Adre

79 7 18
                                    

Seperti ini,

Adre memang bukan tipikal cowok populer dengan sejuta fans di sekolahnya, tetapi cowok dari kelas XI MIA 4 itu tidak akan pernah absen untuk membuat beberapa siswi SMA Harapan melihat nya dengan seksama, itu menurut pengamatan ke-sotoy-an Yana. Rambut gondrong yang acak-acakan dengan rambut bagian depan menutupi sedikit keningnya, itu justru membuat Yana meleleh.

Halah, meleleh.

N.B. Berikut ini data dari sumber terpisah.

//! Token-level scanning for the assembler
//!
//! Line cleaning, numeric literals, register tokens, and string escapes.
//! Comments start at `;` or `#` outside string literals and run to the end
//! of the line.

use crate::error::{AssemblerError, Result};
use neptune_spec::register_alias;

/// A cleaned, non-empty source line with its 1-based line number.
#[derive(Debug, Clone, PartialEq, Eq)]
pub struct SourceLine {
    pub number: usize,
    pub text: String,
}

/// Strip comments and whitespace from every line, dropping empty ones.
pub fn clean_lines(source: &str) -> Vec<SourceLine> {
    source
        .lines()
        .enumerate()
        .filter_map(|(idx, raw)| {
            let text = strip_comment(raw).trim().to_string();
            (!text.is_empty()).then_some(SourceLine {
                number: idx + 1,
                text,
            })
        })
        .collect()
}

/// Cut a line at the first `;` or `#` that sits outside a string literal.
fn strip_comment(line: &str) -> &str {
    let mut in_string = false;
    let mut escaped = false;
    for (i, c) in line.char_indices() {
        if escaped {
            escaped = false;
            continue;
        }
        match c {
            '\\' if in_string => escaped = true,
            '"' => in_string = !in_string,
            ';' | '#' if !in_string => return &line[..i],
            _ => {}
        }
    }
    line
}

/// Split an argument list on commas, trimming each piece.
pub fn split_args(args: &str) -> Vec<&str> {
    if args.trim().is_empty() {
        return Vec::new();
    }
    args.split(',').map(str::trim).collect()
}

/// Parse a register token: `rN` (case-insensitive) or a `pc`/`sp`/`hp` alias.
pub fn parse_register(token: &str) -> Option<u8> {
    if let Some(alias) = register_alias(token) {
        return Some(alias);
    }
    let rest = token.strip_prefix('r').or_else(|| token.strip_prefix('R'))?;
    if rest.is_empty() || !rest.bytes().all(|b| b.is_ascii_digit()) {
        return None;
    }
    rest.parse::<u8>().ok()
}

/// Try to parse a numeric literal.
///
/// Returns `None` when the token does not look numeric at all, and
/// `Some(Err(..))` when it looks numeric but cannot be parsed. Hexadecimal
/// (`0x..`) and binary (`0b..`) literals are unsigned 32-bit; decimal is
/// signed.
pub fn parse_numeric(token: &str, line: usize) -> Option<Result<i64>> {
    let bad = || AssemblerError::BadNumericLiteral {
        line,
        literal: token.to_string(),
    };

    let looks_numeric = {
        let mut chars = token.chars();
        match chars.next() {
            Some('-') => chars.next().is_some_and(|c| c.is_ascii_digit()),
            Some(c) => c.is_ascii_digit(),
            None => false,
        }
    };
    if !looks_numeric {
        return None;
    }

    let lower = token.to_ascii_lowercase();
    let parsed = if let Some(hex) = lower.strip_prefix("0x") {
        u32::from_str_radix(hex, 16).map(i64::from).map_err(|_| bad())
    } else if let Some(bin) = lower.strip_prefix("0b") {
        u32::from_str_radix(bin, 2).map(i64::from).map_err(|_| bad())
    } else {
        match token.parse::<i64>() {
            Ok(v) if (-(1i64 << 31)..1i64 << 32).contains(&v) => Ok(v),
            _ => Err(bad()),
        }
    };
    Some(parsed)
}

/// Two's-complement view of a parsed literal.
pub fn literal_to_word(value: i64) -> u32 {
    value as u32
}

/// Decode the body of a string literal, honoring `\n \t \r \\ \" \0`.
pub fn unescape_string(body: &str, line: usize) -> Result<Vec<u8>> {
    let bad = |message: String| AssemblerError::BadArgument { line, message };
    let mut bytes = Vec::with_capacity(body.len());
    let mut chars = body.chars();
    while let Some(c) = chars.next() {
        if c != '\\' {
            let mut buf = [0u8; 4];
            bytes.extend_from_slice(c.encode_utf8(&mut buf).as_bytes());
            continue;
        }
        let escaped = chars
            .next()
            .ok_or_else(|| bad("string ends inside an escape".to_string()))?;
        bytes.push(match escaped {
            'n' => b'\n',
            't' => b'\t',
            'r' => b'\r',
            '\\' => b'\\',
            '"' => b'"',
            '0' => 0,
            other => return Err(bad(format!("unknown escape `\\{}`", other))),
        });
    }
    Ok(bytes)
}

/// Extract the quoted body from a `"..."` literal.
pub fn string_literal_body(token: &str, line: usize) -> Result<&str> {
    let inner = token
        .strip_prefix('"')
        .and_then(|rest| rest.strip_suffix('"'))
        .filter(|_| token.len() >= 2);
    inner.ok_or_else(|| AssemblerError::BadArgument {
        line,
        message: format!("expected a quoted string, got `{}`", token),
    })
}

/// True when the token is a valid label/constant/macro identifier.
pub fn is_identifier(token: &str) -> bool {
    let mut chars = token.chars();
    matches!(chars.next(), Some(c) if c.is_ascii_alphabetic() || c == '_')
        && chars.all(|c| c.is_ascii_alphanumeric() || c == '_')
}

#[cfg(test)]
mod tests {
    use super::*;
    use neptune_spec::{REG_HP, REG_PC, REG_SP};

    #[test]
    fn cleaning_strips_comments_and_blanks() {
        let lines = clean_lines("  MOVI r1, 5 ; count\n\n# full comment\nHLT  \n");
        assert_eq!(lines.len(), 2);
        assert_eq!(lines[0].number, 1);
        assert_eq!(lines[0].text, "MOVI r1, 5");
        assert_eq!(lines[1].number, 4);
        assert_eq!(lines[1].text, "HLT");
    }

    #[test]
    fn comment_markers_inside_strings_survive() {
        let lines = clean_lines("string s = \"a;b#c\" ; trailing");
        assert_eq!(lines[0].text, "string s = \"a;b#c\"");
    }

    #[test]
    fn register_tokens() {
        assert_eq!(parse_register("r0"), Some(0));
        assert_eq!(parse_register("R31"), Some(31));
        assert_eq!(parse_register("pc"), Some(REG_PC));
        assert_eq!(parse_register("SP"), Some(REG_SP));
        assert_eq!(parse_register("hp"), Some(REG_HP));
        assert_eq!(parse_register("r"), None);
        assert_eq!(parse_register("r1x"), None);
        assert_eq!(parse_register("loop"), None);
        assert_eq!(parse_register("r300"), None);
    }

    #[test]
    fn numeric_literals() {
        assert_eq!(parse_numeric("42", 1).unwrap().unwrap(), 42);
        assert_eq!(parse_numeric("-7", 1).unwrap().unwrap(), -7);
        assert_eq!(parse_numeric("0x2A", 1).unwrap().unwrap(), 0x2A);
        assert_eq!(parse_numeric("0XFF", 1).unwrap().unwrap(), 0xFF);
        assert_eq!(parse_numeric("0b1010", 1).unwrap().unwrap(), 10);
        assert_eq!(
            parse_numeric("0xFFFFFFFF", 1).unwrap().unwrap(),
            0xFFFF_FFFF
        );

        assert!(parse_numeric("loop", 1).is_none(), "identifier, not a number");
        assert!(parse_numeric("-x", 1).is_none());
        assert!(parse_numeric("0xZZ", 1).unwrap().is_err());
        assert!(parse_numeric("12ab", 1).unwrap().is_err());
        assert!(parse_numeric("99999999999", 1).unwrap().is_err());
    }

    #[test]
    fn negative_literals_wrap_to_words() {
        assert_eq!(literal_to_word(-1), 0xFFFF_FFFF);
        assert_eq!(literal_to_word(-2147483648), 0x8000_0000);
        assert_eq!(literal_to_word(0xFFFF_FFFF), 0xFFFF_FFFF);
    }

    #[test]
    fn string_escapes() {
        assert_eq!(
            unescape_string("a\\nb\\t\\\\\\\"\\0", 1).unwrap(),
            vec![b'a', b'\n', b'b', b'\t', b'\\', b'"', 0]
        );
        assert!(unescape_string("bad\\q", 1).is_err());
        assert!(unescape_string("trailing\\", 1).is_err());
    }

    #[test]
    fn string_literal_bodies() {
        assert_eq!(string_literal_body("\"hi\"", 1).unwrap(), "hi");
        assert_eq!(string_literal_body("\"\"", 1).unwrap(), "");
        assert!(string_literal_body("\"open", 1).is_err());
        assert!(string_literal_body("bare", 1).is_err());
    }

    #[test]
    fn split_args_handles_spacing() {
        assert_eq!(split_args("r1, 5"), vec!["r1", "5"]);
        assert_eq!(split_args(" a ,b, c "), vec!["a", "b", "c"]);
        assert!(split_args("   ").is_empty());
    }

    #[test]
    fn identifiers() {
        assert!(is_identifier("main"));
        assert!(is_identifier("_tmp2"));
        assert!(!is_identifier("2fast"));
        assert!(!is_identifier("a-b"));
        assert!(!is_identifier(""));
    }
}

Yana mendengus menyadari pilihan katanya sangat berlebihan tetapi memang adanya seperti itu ketika Adre sedang melintas di depannya.

Ale menggeleng dan menggumam pelan yang disertai kekehan dan lirikan nya ke arah Yana.

"Segitunya amat, Yan."

Sesaat setelah suara Ale masuk ke telinga Yana, Yana dengan cepat menoleh ke arah Ale yang sedang duduk di depan pintu. Mendengus, "berisik lo ah." Yana berbalik hendak memasuki kelas ketika sebelumnya ia berdiri bersender di balkon.

Ale yang mendengarnya malah semakin menjadi-jadi. Dan Yana tidak suka akan hal itu. Ia terlalu sering di ledek karena ketahuan mencuri pandang ke Adre, entah bagaimana caranya, Ale pasti tahu.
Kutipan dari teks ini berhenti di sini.